What is JohnWallStreet?
JohnWallStreet, located at the intersection of sports and finance, is a destination for the educated sports fan.
While we won’t be publishing “hot takes” on LeBron’s relative greatness to Jordan, we will be offering up the most relevant sports related business news, in easily digestible bites, with commentary from both the sports money and sports fanatic perspectives.
We’ll cover publicly traded professional teams & stadiums (MSG, RCI, BATRA, MANU), television networks (DIS, FOXA, CMCSA, CBS, TWX, MSGN), apparel & footwear companies (NKE, UAA, ADDYY, FL, LULU), equipment companies (GOLF, ELY, FIT), ticketing companies (EBAY, LYV) content and facilities providers (CHDN, DVD, ISCA,TRK, LMCA). If it trades on Wall Street, and has a sports angle, it’s in our wheel house.

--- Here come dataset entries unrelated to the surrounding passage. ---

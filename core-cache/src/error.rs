//! Cache Error Types

use std::path::Path;
use thiserror::Error;

/// ENOSPC on Linux and macOS.
const ENOSPC: i32 = 28;

#[derive(Error, Debug)]
pub enum CacheError {
    // ========================================================================
    // Content Errors
    // ========================================================================
    #[error("Asset corrupt for {remote_id}: {reason}")]
    AssetCorrupt { remote_id: String, reason: String },

    #[error("Disk full while writing {path}")]
    DiskFull { path: String },

    // ========================================================================
    // Manifest Errors
    // ========================================================================
    #[error("Cache manifest corrupted: {0}")]
    ManifestCorruption(String),

    #[error("Entry not cached: {0}")]
    NotCached(String),

    #[error("Entry {0} is being evicted")]
    EvictionInProgress(String),

    // ========================================================================
    // Quota Errors
    // ========================================================================
    #[error(
        "Quota unenforceable: {total_bytes} bytes cached ({pinned_bytes} pinned), quota {quota_bytes}"
    )]
    QuotaUnenforceable {
        pinned_bytes: u64,
        total_bytes: u64,
        quota_bytes: u64,
    },

    // ========================================================================
    // Generic Errors
    // ========================================================================
    #[error("Serialization error: {0}")]
    Serialization(#[from] serde_json::Error),

    #[error("I/O error: {0}")]
    Io(#[from] std::io::Error),
}

impl CacheError {
    /// Map an I/O error raised while writing `path`, surfacing a full disk.
    pub fn from_write(error: std::io::Error, path: &Path) -> Self {
        if error.raw_os_error() == Some(ENOSPC) {
            CacheError::DiskFull {
                path: path.display().to_string(),
            }
        } else {
            CacheError::Io(error)
        }
    }

    pub fn is_disk_full(&self) -> bool {
        matches!(self, CacheError::DiskFull { .. })
    }
}

pub type Result<T> = std::result::Result<T, CacheError>;
//! Settings Storage using SQLite

use async_trait::async_trait;
use bridge_traits::{
    error::{BridgeError, Result},
    storage::SettingsStore,
};
use chrono::Utc;
use sqlx::{sqlite::SqlitePool, Row};
use std::path::PathBuf;
use tracing::{debug, error};

const CREATE_TABLE: &str = r#"
    CREATE TABLE IF NOT EXISTS settings (
        key TEXT PRIMARY KEY,
        value TEXT NOT NULL,
        value_type TEXT NOT NULL,
        updated_at INTEGER NOT NULL
    )
"#;

/// SQLite-backed settings store implementation
///
/// The device's session layer writes the slideshow settings through this
/// store; values are typed so a misconfigured key fails loudly instead of
/// being silently reinterpreted.
pub struct SqliteSettingsStore {
    pool: SqlitePool,
}

impl SqliteSettingsStore {
    /// Open (or create) a settings database at the given path
    pub async fn new(db_path: PathBuf) -> Result<Self> {
        if let Some(parent) = db_path.parent() {
            tokio::fs::create_dir_all(parent)
                .await
                .map_err(BridgeError::Io)?;
        }

        // SQLite URLs want forward slashes
        let path_str = db_path.to_string_lossy().replace('\\', "/");
        let db_url = format!("sqlite://{}?mode=rwc", path_str);

        let pool = SqlitePool::connect(&db_url)
            .await
            .map_err(|e| BridgeError::DatabaseError(format!("Failed to connect to DB: {}", e)))?;

        Self::create_table(&pool).await?;
        debug!(path = ?db_path, "Initialized settings store");

        Ok(Self { pool })
    }

    /// Create an in-memory settings store (for testing)
    pub async fn in_memory() -> Result<Self> {
        let pool = SqlitePool::connect("sqlite::memory:")
            .await
            .map_err(|e| BridgeError::DatabaseError(format!("Failed to connect to DB: {}", e)))?;

        Self::create_table(&pool).await?;
        Ok(Self { pool })
    }

    async fn create_table(pool: &SqlitePool) -> Result<()> {
        sqlx::query(CREATE_TABLE)
            .execute(pool)
            .await
            .map_err(|e| BridgeError::DatabaseError(format!("Failed to create table: {}", e)))?;
        Ok(())
    }

    async fn set_value(&self, key: &str, value: &str, value_type: &str) -> Result<()> {
        sqlx::query(
            r#"
            INSERT INTO settings (key, value, value_type, updated_at)
            VALUES (?, ?, ?, ?)
            ON CONFLICT(key) DO UPDATE SET
                value = excluded.value,
                value_type = excluded.value_type,
                updated_at = excluded.updated_at
            "#,
        )
        .bind(key)
        .bind(value)
        .bind(value_type)
        .bind(Utc::now().timestamp())
        .execute(&self.pool)
        .await
        .map_err(|e| BridgeError::DatabaseError(format!("Failed to set setting: {}", e)))?;

        debug!(key = key, value_type = value_type, "Stored setting");
        Ok(())
    }

    /// Get a value and verify its type
    async fn get_value(&self, key: &str, expected_type: &str) -> Result<Option<String>> {
        let row = sqlx::query("SELECT value, value_type FROM settings WHERE key = ?")
            .bind(key)
            .fetch_optional(&self.pool)
            .await
            .map_err(|e| BridgeError::DatabaseError(format!("Failed to get setting: {}", e)))?;

        let Some(row) = row else {
            return Ok(None);
        };

        let value: String = row.get(0);
        let value_type: String = row.get(1);

        if value_type != expected_type {
            error!(
                key = key,
                expected = expected_type,
                actual = %value_type,
                "Type mismatch"
            );
            return Err(BridgeError::OperationFailed(format!(
                "Type mismatch for {}: expected {}, got {}",
                key, expected_type, value_type
            )));
        }

        Ok(Some(value))
    }
}

#[async_trait]
impl SettingsStore for SqliteSettingsStore {
    async fn set_string(&self, key: &str, value: &str) -> Result<()> {
        self.set_value(key, value, "string").await
    }

    async fn get_string(&self, key: &str) -> Result<Option<String>> {
        self.get_value(key, "string").await
    }

    async fn set_i64(&self, key: &str, value: i64) -> Result<()> {
        self.set_value(key, &value.to_string(), "i64").await
    }

    async fn get_i64(&self, key: &str) -> Result<Option<i64>> {
        match self.get_value(key, "i64").await? {
            Some(s) => Ok(Some(s.parse().map_err(|e| {
                BridgeError::OperationFailed(format!("Parse error: {}", e))
            })?)),
            None => Ok(None),
        }
    }

    async fn set_f64(&self, key: &str, value: f64) -> Result<()> {
        self.set_value(key, &value.to_string(), "f64").await
    }

    async fn get_f64(&self, key: &str) -> Result<Option<f64>> {
        match self.get_value(key, "f64").await? {
            Some(s) => Ok(Some(s.parse().map_err(|e| {
                BridgeError::OperationFailed(format!("Parse error: {}", e))
            })?)),
            None => Ok(None),
        }
    }

    async fn delete(&self, key: &str) -> Result<()> {
        sqlx::query("DELETE FROM settings WHERE key = ?")
            .bind(key)
            .execute(&self.pool)
            .await
            .map_err(|e| BridgeError::DatabaseError(format!("Failed to delete setting: {}", e)))?;

        debug!(key = key, "Deleted setting");
        Ok(())
    }

    async fn has_key(&self, key: &str) -> Result<bool> {
        let row = sqlx::query("SELECT 1 FROM settings WHERE key = ?")
            .bind(key)
            .fetch_optional(&self.pool)
            .await
            .map_err(|e| BridgeError::DatabaseError(format!("Failed to check key: {}", e)))?;

        Ok(row.is_some())
    }

    async fn list_keys(&self) -> Result<Vec<String>> {
        let rows = sqlx::query("SELECT key FROM settings ORDER BY key")
            .fetch_all(&self.pool)
            .await
            .map_err(|e| BridgeError::DatabaseError(format!("Failed to list keys: {}", e)))?;

        Ok(rows.into_iter().map(|row| row.get(0)).collect())
    }
}
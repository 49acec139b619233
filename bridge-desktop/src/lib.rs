//! # Desktop Bridge Implementations
//!
//! Default implementations of bridge traits for Linux display devices and
//! desktop development machines.
//!
//! ## Overview
//!
//! - `HttpClient` using `reqwest` (rustls, streamed downloads)
//! - `SecureStore` using the `keyring` crate (feature `secure-store`)
//! - `SecureStore` using a private JSON token file, for headless kiosks
//! - `SettingsStore` using a SQLite-backed key-value store
//! - `AppDirectories` resolving default cache/data locations
//!
//! ## Feature Flags
//!
//! - `secure-store`: Enable OS keychain integration (default)
//!
//! ## Usage
//!
//! ```ignore
//! use bridge_desktop::{AppDirectories, FileSecureStore, ReqwestHttpClient};
//!
//! let dirs = AppDirectories::resolve();
//! let http_client = ReqwestHttpClient::new()?;
//! let secrets = FileSecureStore::in_directory(dirs.tokens_dir());
//! ```

mod app_dirs;
mod file_store;
mod http;
mod settings;

#[cfg(feature = "secure-store")]
mod secure_store;

pub use app_dirs::AppDirectories;
pub use file_store::FileSecureStore;
pub use http::ReqwestHttpClient;
pub use settings::SqliteSettingsStore;

#[cfg(feature = "secure-store")]
pub use secure_store::KeyringSecureStore;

Howie Long-Short and Fan Marino will be providing their expert opinions on each story. They have slightly different areas of expertise. Fan Marino is a firm believer that the SEC is the premier football conference. Howie Long-Short knows it as the Securities & Exchange Commission. Fan Marino lives and dies with the college selection of 5 star, blue chip recruits. Howie Long-Short spends his days analyzing blue chip stocks. Howie Long-Short knows that Black Monday occurred on October 19th, 1987. Fan Marino swears it happens every January after Week 17. You get the point.